Both sampling and summarization aim to reduce data volume while still allowing the operations of interest to be performed with reasonable precision. An alternative to post-collection reduction of data volume is to apply compression during data collection, an approach that in the case of sensor data collection is known as compressive sensing (Baraniuk 2007). Compressive sensing, when applicable, not only saves on processing time but also reduces transmission bandwidth and storage requirements. There are some mathematical underpinnings common to compressive sensing techniques, but at the implementation level, the methods and algorithms are by and large application-dependent.

Data visualization (Ward et al. 2010) refers to the production of graphical representation of data for better understanding of hidden structures and relationships. It may provide the only reasonable hope for understanding massive amounts of data, although machine learning is a complementary and competing method of late. Several visualization accelerators were implemented in the late 1990s (e.g., Scott et al. 1998), but the modern trend is to use FPGA and cluster-based methods.
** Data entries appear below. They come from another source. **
//! Peripheral profile.
//!
//! The few device-specific pieces a [`PeerSession`](super::session::PeerSession)
//! needs on its own: the keepalive packet, the battery query and the decoding
//! of frames nobody asked for.

use super::command::CommandHandler;
use super::commands::{parse, HeartBeat, Request};
use super::protocol::device_event;
use crate::domain::models::{
    BatteryIndex, BatteryState, DeviceEvent, Gesture, ReportedSetting, Side,
};

/// A frame that did not answer any pending command.
#[derive(Debug, Clone, PartialEq, Eq)]
pub enum Unsolicited {
    Events(Vec<DeviceEvent>),
    DebugLog(String),
}

pub trait PeripheralProfile: Send + Sync + 'static {
    /// Sequence-scoped, fire-and-forget keepalive.
    fn heartbeat(&self) -> Box<dyn CommandHandler>;

    fn battery_request(&self) -> Box<dyn CommandHandler>;

    fn battery_percent(&self, payload: &[u8]) -> Option<u8>;

    /// `None` when the frame is not recognized.
    fn decode_unsolicited(&self, side: Side, payload: &[u8]) -> Option<Unsolicited>;
}

#[derive(Debug, Clone, Copy, Default)]
pub struct G1Profile;

impl PeripheralProfile for G1Profile {
    fn heartbeat(&self) -> Box<dyn CommandHandler> {
        Box::new(HeartBeat::default())
    }

    fn battery_request(&self) -> Box<dyn CommandHandler> {
        Box::new(Request::battery_info())
    }

    fn battery_percent(&self, payload: &[u8]) -> Option<u8> {
        parse::battery_percent(payload)
    }

    fn decode_unsolicited(&self, side: Side, payload: &[u8]) -> Option<Unsolicited> {
        if let Some((event_id, value)) = parse::device_event(payload) {
            return decode_device_event(side, event_id, value).map(Unsolicited::Events);
        }
        parse::debug_log_message(payload).map(Unsolicited::DebugLog)
    }
}

fn battery_state(charging: u8) -> BatteryState {
    if charging == 0x01 {
        BatteryState::Charging
    } else {
        BatteryState::Normal
    }
}

fn decode_device_event(side: Side, event_id: u8, value: u8) -> Option<Vec<DeviceEvent>> {
    let lens = BatteryIndex::Lens(side);
    let gesture = |gesture| DeviceEvent::Gesture { side, gesture };

    let events = match event_id {
        device_event::GLASSES_CHARGING => vec![DeviceEvent::BatteryState {
            index: lens,
            state: battery_state(value),
        }],
        device_event::GLASSES_SIDE_BATTERY_LEVEL => vec![DeviceEvent::BatteryLevel {
            index: lens,
            percent: value,
        }],
        device_event::CASE_CHARGING => vec![DeviceEvent::BatteryState {
            index: BatteryIndex::Case,
            state: battery_state(value),
        }],
        device_event::CASE_BATTERY_LEVEL => vec![DeviceEvent::BatteryLevel {
            index: BatteryIndex::Case,
            percent: value,
        }],
        // Off the head and out of the case: the case battery is unknown.
        device_event::GLASSES_NOT_WORN_NO_CASE => vec![
            DeviceEvent::WearState { side, worn: false },
            DeviceEvent::BatteryState {
                index: BatteryIndex::Case,
                state: BatteryState::NoBattery,
            },
        ],
        device_event::GLASSES_WORN => vec![DeviceEvent::WearState { side, worn: true }],
        device_event::SILENT_MODE_ENABLED => vec![DeviceEvent::Setting {
            side,
            setting: ReportedSetting::SilentMode(true),
        }],
        device_event::SILENT_MODE_DISABLED => vec![DeviceEvent::Setting {
            side,
            setting: ReportedSetting::SilentMode(false),
        }],
        device_event::HEAD_UP => vec![gesture(Gesture::HeadUp)],
        device_event::HEAD_DOWN => vec![gesture(Gesture::HeadDown)],
        device_event::DOUBLE_TAP_FOR_EXIT => vec![gesture(Gesture::DoubleTapForExit)],
        device_event::DOUBLE_TAP_FOR_ACTION => vec![gesture(Gesture::DoubleTapForAction)],
        device_event::DASHBOARD_SHOW => vec![gesture(Gesture::DashboardShown)],
        device_event::DASHBOARD_CLOSE => vec![gesture(Gesture::DashboardClosed)],
        device_event::CASE_LID_OPEN => vec![gesture(Gesture::CaseLidOpened)],
        device_event::CASE_LID_CLOSE => vec![gesture(Gesture::CaseLidClosed)],
        device_event::BINDING_SUCCESS => vec![gesture(Gesture::BindingSuccess)],
        _ => return None,
    };
    Some(events)
}

#[cfg(test)]
mod tests {
    use super::*;

    #[test]
    fn test_battery_events() {
        let profile = G1Profile;
        assert_eq!(
            profile.decode_unsolicited(Side::Left, &[0xF5, 0x0A, 0x42]),
            Some(Unsolicited::Events(vec![DeviceEvent::BatteryLevel {
                index: BatteryIndex::Lens(Side::Left),
                percent: 0x42,
            }]))
        );
        assert_eq!(
            profile.decode_unsolicited(Side::Right, &[0xF5, 0x0E, 0x01]),
            Some(Unsolicited::Events(vec![DeviceEvent::BatteryState {
                index: BatteryIndex::Case,
                state: BatteryState::Charging,
            }]))
        );
    }

    #[test]
    fn test_not_worn_reports_wear_and_case() {
        let Some(Unsolicited::Events(events)) =
            G1Profile.decode_unsolicited(Side::Right, &[0xF5, 0x07, 0x00])
        else {
            panic!("expected events");
        };
        assert_eq!(events.len(), 2);
        assert!(events.contains(&DeviceEvent::WearState {
            side: Side::Right,
            worn: false
        }));
    }

    #[test]
    fn test_gestures_and_unknown_events() {
        assert_eq!(
            G1Profile.decode_unsolicited(Side::Left, &[0xF5, 0x02]),
            Some(Unsolicited::Events(vec![DeviceEvent::Gesture {
                side: Side::Left,
                gesture: Gesture::HeadUp,
            }]))
        );
        assert_eq!(G1Profile.decode_unsolicited(Side::Left, &[0xF5, 0x7F, 0x00]), None);
        assert_eq!(G1Profile.decode_unsolicited(Side::Left, &[0x99, 0x00]), None);
    }

    #[test]
    fn test_debug_log_frame() {
        assert_eq!(
            G1Profile.decode_unsolicited(Side::Left, b"\xF4hello\x00"),
            Some(Unsolicited::DebugLog("hello".to_string()))
        );
    }
}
#### Architectural Aids to Data Transformations

Sorting is an extremely important primitive that is time-consuming for large data sets. It is used in a wide array of contexts, which includes facilitating subsequent searching operations. It can be accelerated in a variety of ways, from building more efficient data paths and memory access schemes, in order to make conventional sorting algorithms run faster, to the extreme of using hardware sorting networks (Mueller et al. 2012; Parhami 1999).

Indexing is one of the most important operations for large data sets, such as those maintained and processed by Google. Indexing and query processing have been targeted for acceleration within large-scale database implementations (Casper and Olukotun 2014; Govindaraju et al. 2004). Given the dominance of relational databases in numerous application contexts, a variety of acceleration methods have been proposed for operations on such databases (e.g., Bandi et al. 2004). Hardware components used in realizing such accelerators include both FPGAs and GPUs.

Hardware aids for classification are as diverse as classification algorithms and their underlying applications. A prime example in Internet routing is packet classification (Taylor 2005), which is needed when various kinds of packets, arriving at extremely high rates, must be separated for appropriate handling. Modern hardware aids for packet classification use custom arrays for pipelined network processing, contentaddressable memories (Liu et al. 2010), GPUs (Owens et al. 2008), or tensor processing units (Sato et al. 2017). Data mining, the process of generating new information by examining large data sets, has also been targeted for acceleration (Sklyarov et al. 2015), and it can benefit from similar highly parallel processing approaches. Also falling under such acceleration schemes are aids and accelerators for processing large graphs (Lee et al. 2017).

The earliest form of deduction engines were theorem provers. An important application of automatic deduction and proof is in hardware verification (Cyrluk et al. 1995). In recent years, machine learning has emerged as an important tool for improving the performance of conventional systems and for developing novel methods of tackling conceptually difficult problems. Gameplaying systems (Chen 2016) constitute important testbeds for evaluating various approaches to machine learning and their associated hardware acceleration mechanisms. This is a field that has just started its meteoric rise and bears watching for future applications.

#### Memory, Processing, and Interconnects

In both general-purpose and special-purpose systems interacting with big data, the three interconnected challenges of providing adequate memory capacity, supplying the requisite processing power, and enabling high-bandwidth data movements between the various data-handling nodes must be tackled (Hilbert and Lopez 2011).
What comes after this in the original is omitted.